Las llaves son de mi casa en Madrid. Te las doy por si tienes alguna necesidad inesperada y urgente de verme y crees que merece la pena arriesgarse. Como ves, confío plenamente en ti. Tampoco seré muy estricta a la hora de juzgar tu necesidad de verme, si llegas a sentirla. Cualquier excusa que sea suficiente para ti lo será para mí. Y fíjate que digo cualquiera, chéri.

En su momento había ignorado cortésmente aquella imprudente invitación, pero había retenido las llaves, así como la dirección que estaba apuntada en el papel. Tampoco Claudia me había pedido que le devolviera nada, y ahora, mientras me disponía a acceder al ático donde ya no estaba ella, pensé de pronto que su frialdad en el momento de nuestra despedida podía haber sido sólo una maniobra de distracción, para acabar llegando a algo distinto que su muerte había frustrado en su mismo inicio. Desde luego, yo no habría colaborado, pero no me resultaba fácil asegurar que no habría sucedido nada.

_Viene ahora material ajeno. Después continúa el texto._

/// Sentinel written into any extracted field that could not be determined.
///
/// This is a data value, not a missing-value marker: empty cells and
/// `unknown` cells are kept distinct throughout the pipeline.
pub const UNKNOWN: &str = "unknown";

/// Constants used by the comment segmenter.
pub mod segment {
    /// Maximum number of comment slots kept per record.
    pub const MAX_COMMENTS: usize = 7;
    /// Pattern matching one comment block inside the raw `comments` field.
    pub const COMMENT_BLOCK_PATTERN: &str =
        r"(?s)((?:LLM\s)?Comment\s\d.*?(?:Bounding Box:.*?\]))";
    /// Header prefix that marks a model-written comment.
    pub const LLM_HEADER_PREFIX: &str = "LLM";
    /// Escaped newline as it appears inside exported comment lists.
    pub const ESCAPED_NEWLINE: &str = "\\n";
    /// Characters stripped from both ends of a block and its body.
    pub const QUOTE_CHARS: [char; 2] = ['\'', '"'];
}

/// Constants used by the critique extractor.
pub mod extract {
    /// Template splitting a critique into its problem and solution clauses.
    pub const CRITIQUE_TEMPLATE_PATTERN: &str =
        r"(?is)In the current design,?(.*?)(?:To fix this,)(.*)";
    /// Parenthetical asides removed before matching.
    pub const PAREN_ASIDE_PATTERN: &str = r"\([^)]*\)";
    /// Bracketed asides (bounding boxes included) removed before matching.
    pub const BRACKET_ASIDE_PATTERN: &str = r"\[[^)]*\]";
    /// Single-quoted asides removed before matching.
    pub const QUOTED_ASIDE_PATTERN: &str = r"'[^)]*'";
}

/// Constants used by the companion task phrase extractor.
pub mod task {
    /// Root verbs too vague to carry the task; their clausal complement is preferred.
    pub const VAGUE_VERBS: [&str; 3] = ["click", "view", "go"];
    /// Token pattern used when fitting document frequencies (two or more word chars).
    pub const IDF_TOKEN_PATTERN: &str = r"\b\w\w+\b";
}

/// Constants used by the phrase normalizer.
pub mod cluster {
    /// Default cosine-distance cut applied to the average-linkage dendrogram.
    pub const DEFAULT_DISTANCE_THRESHOLD: f64 = 0.3;
    /// Column suffixes whose values take part in normalization.
    pub const TARGET_SUFFIXES: [&str; 3] = ["_problem", "_verb", "_obj"];
    /// Number of example clusters logged after clustering.
    pub const LOGGED_CLUSTER_PREVIEW: usize = 5;
}

/// Column names shared between stages.
pub mod columns {
    /// Record identifier column.
    pub const ID: &str = "id";
    /// Raw comment blob consumed by the segmenter.
    pub const COMMENTS: &str = "comments";
    /// Task description consumed by the task extractor.
    pub const TASK: &str = "task";
    /// Verb column written by the task extractor.
    pub const TASK_VERB: &str = "verb";
    /// Object column written by the task extractor.
    pub const TASK_OBJ: &str = "obj";
    /// Problem column of the flattened long table.
    pub const LONG_PROBLEM: &str = "comment_problem";
    /// Verb column of the flattened long table.
    pub const LONG_VERB: &str = "comment_verb";
    /// Object column of the flattened long table.
    pub const LONG_OBJ: &str = "comment_obj";
    /// Pattern recognising per-slot triple columns in the wide table.
    pub const SLOT_TRIPLE_PATTERN: &str = r"^comment(\d+)_(?:solution_)?(problem|verb|obj)$";

    /// `comment{slot}_type`
    pub fn slot_type(slot: usize) -> String {
        format!("comment{slot}_type")
    }

    /// `comment{slot}_text`
    pub fn slot_text(slot: usize) -> String {
        format!("comment{slot}_text")
    }

    /// `comment{slot}_problem`
    pub fn slot_problem(slot: usize) -> String {
        format!("comment{slot}_problem")
    }

    /// `comment{slot}_solution_verb`
    pub fn slot_solution_verb(slot: usize) -> String {
        format!("comment{slot}_solution_verb")
    }

    /// `comment{slot}_solution_obj`
    pub fn slot_solution_obj(slot: usize) -> String {
        format!("comment{slot}_solution_obj")
    }
}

A pesar del reciente y luctuoso suceso, los dueños del inmueble no habían considerado necesario cambiar la cerradura. Entré sin problemas en el portal y subí en el ascensor, para no tropezarme con nadie y también para cansarme menos. Ante la puerta me sentí notablemente defraudado por no encontrarla precintada, o con algún letrero prohibiendo el acceso como mínimo. De todos modos me alegré de no estar en un telefilme americano, en el que jamás se habría descuidado aquel detalle, porque poder entrar y salir sin dejar huella era bastante mejor que sembrar en la mente de la policía sospechas imprevisibles.